(Saved data entries)

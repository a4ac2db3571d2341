//! POWER VSX kernel.
//!
//! `vcipher` performs the full AES round in one instruction. The scalar side
//! of the loop is shared with the portable shape; the little-endian lane
//! helpers perform the byte swaps a big-endian POWER host needs around the
//! index computation and the widening multiply.
//!
//! `vcipher` consumes the AES state with memory byte 0 in the high register
//! byte. A big-endian `lxvd2x` places it there directly; on little-endian
//! targets `lxvd2x` accesses each doubleword in memory significance order,
//! leaving the register doubleword-reversed, so the round is wrapped in the
//! reversing permute the AltiVec swab mask encodes.

#![allow(unsafe_code)]

use core::arch::asm;

use crate::kernels::aes;
use crate::kernels::constants::{
    AES_BLOCK_SIZE, INIT_SIZE_BYTE, KEY_BUFFER_SIZE, MEMORY, STATE_SIZE,
};
use crate::kernels::{init_ab, load64, round_keys, state_index, store64, widening_mul, RoundEngine};

pub static ENGINE: RoundEngine = RoundEngine {
    name: "power-vsx",
    // The schedule is not hot; the portable expansion is bit-identical.
    expand_keys: aes::expand_keys,
    explode,
    iterate,
    implode,
    aes_round,
};

/// One `vcipher` round, in place.
#[cfg(target_endian = "big")]
#[inline]
fn vcipher(block: &mut [u8; 16], key: &[u8; 16]) {
    // SAFETY: reads 16 bytes from each pointer, writes 16 back to `block`;
    // both are valid for that range. vcipher is present on every POWER8+
    // part this engine is built for.
    unsafe {
        asm!(
            "lxvd2x 32, 0, {blk}",
            "lxvd2x 33, 0, {key}",
            "vcipher 0, 0, 1",
            "stxvd2x 32, 0, {blk}",
            blk = in(reg) block.as_mut_ptr(),
            key = in(reg) key.as_ptr(),
            out("v0") _,
            out("v1") _,
            options(nostack),
        );
    }
}

/// One `vcipher` round, in place.
///
/// Little-endian `lxvd2x` byte-reverses each doubleword relative to the
/// register order `vcipher` consumes, and `stxvd2x` reverses again on the
/// way out. Both operands are straightened with a per-doubleword reversing
/// permute (v2), built as the 0..15 ramp from `lvsl` XOR 7 so no mask
/// constant has to round-trip through memory.
#[cfg(target_endian = "little")]
#[inline]
fn vcipher(block: &mut [u8; 16], key: &[u8; 16]) {
    // SAFETY: reads 16 bytes from each pointer, writes 16 back to `block`;
    // both are valid for that range. vcipher is present on every POWER8+
    // part this engine is built for.
    unsafe {
        asm!(
            "lxvd2x 32, 0, {blk}",
            "lxvd2x 33, 0, {key}",
            "lvsl 2, 0, {zero}",
            "vspltisb 3, 7",
            "vxor 2, 2, 3",
            "vperm 0, 0, 0, 2",
            "vperm 1, 1, 1, 2",
            "vcipher 0, 0, 1",
            "vperm 0, 0, 0, 2",
            "stxvd2x 32, 0, {blk}",
            blk = in(reg) block.as_mut_ptr(),
            key = in(reg) key.as_ptr(),
            zero = in(reg) 0u64,
            out("v0") _,
            out("v1") _,
            out("v2") _,
            out("v3") _,
            options(nostack),
        );
    }
}

fn aes_round(block: &[u8; 16], key: &[u8; 16]) -> [u8; 16] {
    let mut out = *block;
    vcipher(&mut out, key);
    out
}

fn explode(scratchpad: &mut [u8], state: &[u8; STATE_SIZE], keys: &[u8; KEY_BUFFER_SIZE]) {
    debug_assert_eq!(scratchpad.len(), MEMORY);
    let rk = round_keys(keys);

    let mut text = [0u8; INIT_SIZE_BYTE];
    text.copy_from_slice(&state[64..64 + INIT_SIZE_BYTE]);

    for row in scratchpad.chunks_exact_mut(INIT_SIZE_BYTE) {
        for block in text.chunks_exact_mut(AES_BLOCK_SIZE) {
            let mut b = [0u8; 16];
            b.copy_from_slice(block);
            for key in &rk {
                vcipher(&mut b, key);
            }
            block.copy_from_slice(&b);
        }
        row.copy_from_slice(&text);
    }
}

fn iterate(scratchpad: &mut [u8], state: &[u8; STATE_SIZE], turns: usize) {
    debug_assert_eq!(scratchpad.len(), MEMORY);
    let (mut a, mut b) = init_ab(state);

    for _ in 0..turns {
        let index0 = state_index(load64(&a, 0));
        let mut c = [0u8; 16];
        c.copy_from_slice(&scratchpad[index0..index0 + 16]);
        vcipher(&mut c, &a);
        for (dst, (&c_byte, &b_byte)) in scratchpad[index0..index0 + 16]
            .iter_mut()
            .zip(c.iter().zip(b.iter()))
        {
            *dst = c_byte ^ b_byte;
        }

        let index1 = state_index(load64(&c, 0));
        let d0 = load64(&scratchpad[index1..index1 + 16], 0);
        let d1 = load64(&scratchpad[index1..index1 + 16], 1);

        let (hi, lo) = widening_mul(load64(&c, 0), d0);
        let hi = hi.wrapping_add(load64(&a, 0));
        let lo = lo.wrapping_add(load64(&a, 1));

        store64(&mut scratchpad[index1..index1 + 16], 0, hi);
        store64(&mut scratchpad[index1..index1 + 16], 1, lo);
        store64(&mut a, 0, d0 ^ hi);
        store64(&mut a, 1, d1 ^ lo);
        b = c;
    }
}

fn implode(state: &mut [u8; STATE_SIZE], scratchpad: &[u8], keys: &[u8; KEY_BUFFER_SIZE]) {
    debug_assert_eq!(scratchpad.len(), MEMORY);
    let rk = round_keys(keys);

    for row in scratchpad.chunks_exact(INIT_SIZE_BYTE) {
        for (j, src) in row.chunks_exact(AES_BLOCK_SIZE).enumerate() {
            let offset = 64 + j * AES_BLOCK_SIZE;
            let mut b = [0u8; 16];
            for (dst, (&state_byte, &pad_byte)) in b
                .iter_mut()
                .zip(state[offset..offset + 16].iter().zip(src.iter()))
            {
                *dst = state_byte ^ pad_byte;
            }
            for key in &rk {
                vcipher(&mut b, key);
            }
            state[offset..offset + 16].copy_from_slice(&b);
        }
    }
}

__WHAT TO DO__:
Above are the records; please copy exactly their first line and each line after it through the line containing "#![allow(unsafe_code)]", and no line after that.

__ANSWER TO THIS TASK__:
repository a4ac2db3571d2341
//! POWER VSX kernel.
//!
//! `vcipher` performs the full AES round in one instruction. The scalar side
//! of the loop is shared with the portable shape; the little-endian lane
//! helpers perform the byte swaps a big-endian POWER host needs around the
//! index computation and the widening multiply.
//!
//! `vcipher` consumes the AES state with memory byte 0 in the high register
//! byte. A big-endian `lxvd2x` places it there directly; on little-endian
//! targets `lxvd2x` accesses each doubleword in memory significance order,
//! leaving the register doubleword-reversed, so the round is wrapped in the
//! reversing permute the AltiVec swab mask encodes.

#![allow(unsafe_code)]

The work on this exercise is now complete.